My experience is that Facebook sometimes freezes up once you’re several hundred friends into the sorting process. Once you’ve exhausted your efforts here, the “birthday method” can be a helpful, low-maintenance approach. Every day, look at which connections have birthdays and sort them directly from the birthday list.


Market your business or personal brand with 5 types of Facebook personal profile posts

Let’s start marketing to your shiny new custom list. When writing a post on your Facebook personal profile, be sure to toggle to your avatar list by clicking the gray box directly underneath your name. This will open up your different audience options.

Once you’ve chosen your preferred audience, proceed with one of five different types of Facebook personal profile content marketing posts.


Educational Posts

Educational posts are the cornerstone of content marketing. They’re a great way to build thought leadership and positive perception with your network when you market from your Facebook personal profile.

Educational posts are all about showing off your expertise and industry awareness while also maintaining clarity. If the information you share is filled with jargon or difficult to understand, your message will have a tough time slicing through the noise.

What are some nuances about your industry that others may not know about? Why should anyone care about this? Keep it clear and make stopping the scroll your primary objective.


Offer Posts

These are the posts that bring in the money. Your Facebook personal profile can be a great place to test or soft-launch new offer types that you might want to incorporate into your business later.

When writing an offer post (like the one at the beginning of this article), emphasize clarity and positioning. Who is this offer for and not for? Get specific, with your CTA to send you a direct message if the offer is of interest.

Commenting on the post with a word or emoji can also be a strategy but I prefer a CTA to head over to Messenger and continue the conversation there. Some people in your network might be interested but don’t want to publicly indicate that they want to become your lead.

Remember that clicking the See More prompt on a Facebook post also counts as engagement and will improve subsequent distribution. Experiment with both approaches to see which one works best for you.


Personal Stories

Origin stories and personal anecdotes from your life or business can be a great way to add value and emotion in a relatable, compelling way. Remember, this is a more personalized and intimate approach to content marketing. Your contacts who are considering you or your company want to buy your offer but they also want to buy into you—your experiences, stories, and vibe as a founder or decision-maker.

What made you start your business in the first place? Was there a moment in your career or life where everything clicked or where everything completely fell apart? Think of ways you can give a glimpse into your own personal journey and the “why” behind your efforts.

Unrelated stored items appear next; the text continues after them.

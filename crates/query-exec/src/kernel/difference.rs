//! `difference` (spec §4.4). No `difference.go` ships in this pack's
//! `original_source` (only `difference_test.go`); grounded on reading
//! that test file's cases rather than an implementation. Same
//! previous-row-carry shape as [`crate::kernel::derivative`], but
//! emits the raw delta rather than a rate.
//!
//! `non_negative` drops the row rather than emitting `NaN`, matching
//! `difference_test.go`'s non-negative cases. The value column is read
//! through [`crate::kernel::value_column_as_f64`] so int/uint value
//! columns difference the same as float ones.

use std::collections::HashMap;

use query_core::{Block, BlockKey, ColMeta, ColumnType, Result};

use crate::dataset::Dataset;
use crate::kernel::Transformation;

pub struct DifferenceTransformation {
    non_negative: bool,
    last: HashMap<BlockKey, f64>,
}

impl DifferenceTransformation {
    pub fn new(non_negative: bool) -> Self {
        Self {
            non_negative,
            last: HashMap::new(),
        }
    }
}

impl Transformation for DifferenceTransformation {
    fn process(&mut self, block: &Block, dataset: &mut Dataset) -> Result<()> {
        let Some(vals) = crate::kernel::value_column_as_f64(block) else {
            return Ok(());
        };
        let times = block.times();
        let key = block.key();

        let builder = dataset.builder_for(block.bounds(), block.tags().clone());
        let (time_idx, value_out_idx) = if builder.is_schema_empty() {
            let t = builder.add_col(ColMeta::time("_time"));
            let v = builder.add_col(ColMeta::value("_value", ColumnType::Float));
            (t, v)
        } else {
            (0, 1)
        };

        let mut prev = self.last.get(&key).copied();
        for (t, v) in times.iter().zip(vals.into_iter()) {
            if let Some(pv) = prev {
                let delta = v - pv;
                if !(self.non_negative && delta < 0.0) {
                    builder.append_time(time_idx, *t)?;
                    builder.append_float(value_out_idx, delta)?;
                }
            }
            prev = Some(v);
        }
        if let Some(p) = prev {
            self.last.insert(key, p);
        }
        Ok(())
    }
}

#[cfg(test)]
mod tests {
    use std::sync::Arc;

    use query_core::{Allocator, Bounds, Time, TriggerSpec};

    use super::*;
    use crate::testutil::float_block;

    #[test]
    fn emits_delta_between_consecutive_rows() {
        let mut ds = Dataset::new(Arc::new(Allocator::unlimited()), TriggerSpec::AfterWatermark);
        let mut xf = DifferenceTransformation::new(false);
        let bounds = Bounds::new(Time(0), Time(10));
        let block = float_block(bounds, "a", &[(1, 5.0), (2, 8.0), (3, 3.0)]);
        xf.process(&block, &mut ds).unwrap();
        let out = ds.drain_all();
        assert_eq!(out[0].column(1).as_floats().unwrap(), &[3.0, -5.0]);
    }

    #[test]
    fn non_negative_drops_the_violating_row_instead_of_emitting_nan() {
        let mut ds = Dataset::new(Arc::new(Allocator::unlimited()), TriggerSpec::AfterWatermark);
        let mut xf = DifferenceTransformation::new(true);
        let bounds = Bounds::new(Time(0), Time(10));
        let block = float_block(bounds, "a", &[(1, 5.0), (2, 8.0), (3, 3.0)]);
        xf.process(&block, &mut ds).unwrap();
        let out = ds.drain_all();
        assert_eq!(out[0].column(1).as_floats().unwrap(), &[3.0]);
    }
}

Social Proof and Testimonials

Testimonials and publicity are like liquid gold in marketing. Mentions in media or happy clients can be great ways to flex your offer and make your network aware that you’re in demand and getting results now.

Media logos and other “as seen in” features project authority and create instant credibility with your network. Testimonials can be a great way to bring an outside voice into the conversation to share their experience with your product, program, or service.

Instead of sharing a link to your media placement, take a screenshot of it instead and then put the link in a comment. This helps ensure your post still gets quality reach in case the domain authority of the website you’re linking out to is low.


Relatability Posts

Content marketing for your personal brand can quickly slide into “guru” territory. Remember to occasionally incorporate more “social” posts that encourage casual conversation, lively debate, or overall relatedness.

When your post is relatable, it gives your connections an opportunity to take you off a pedestal and relate to you as a human. Often, these moments of relatedness today spark conversations that lead to valuable business relationships in the months and years to come.


Pull From Past Posts for Inspiration

In addition to the posting strategies mentioned above, there are a few tips to help you get the most out of your Facebook personal profile marketing strategy.

Can’t remember that awesome quote you posted 6 years ago on your profile? Facebook’s internal search engine will steer you in the right direction. In most cases, it’s faster than trying to scroll back through months (or years) of past posts on your own profile feed.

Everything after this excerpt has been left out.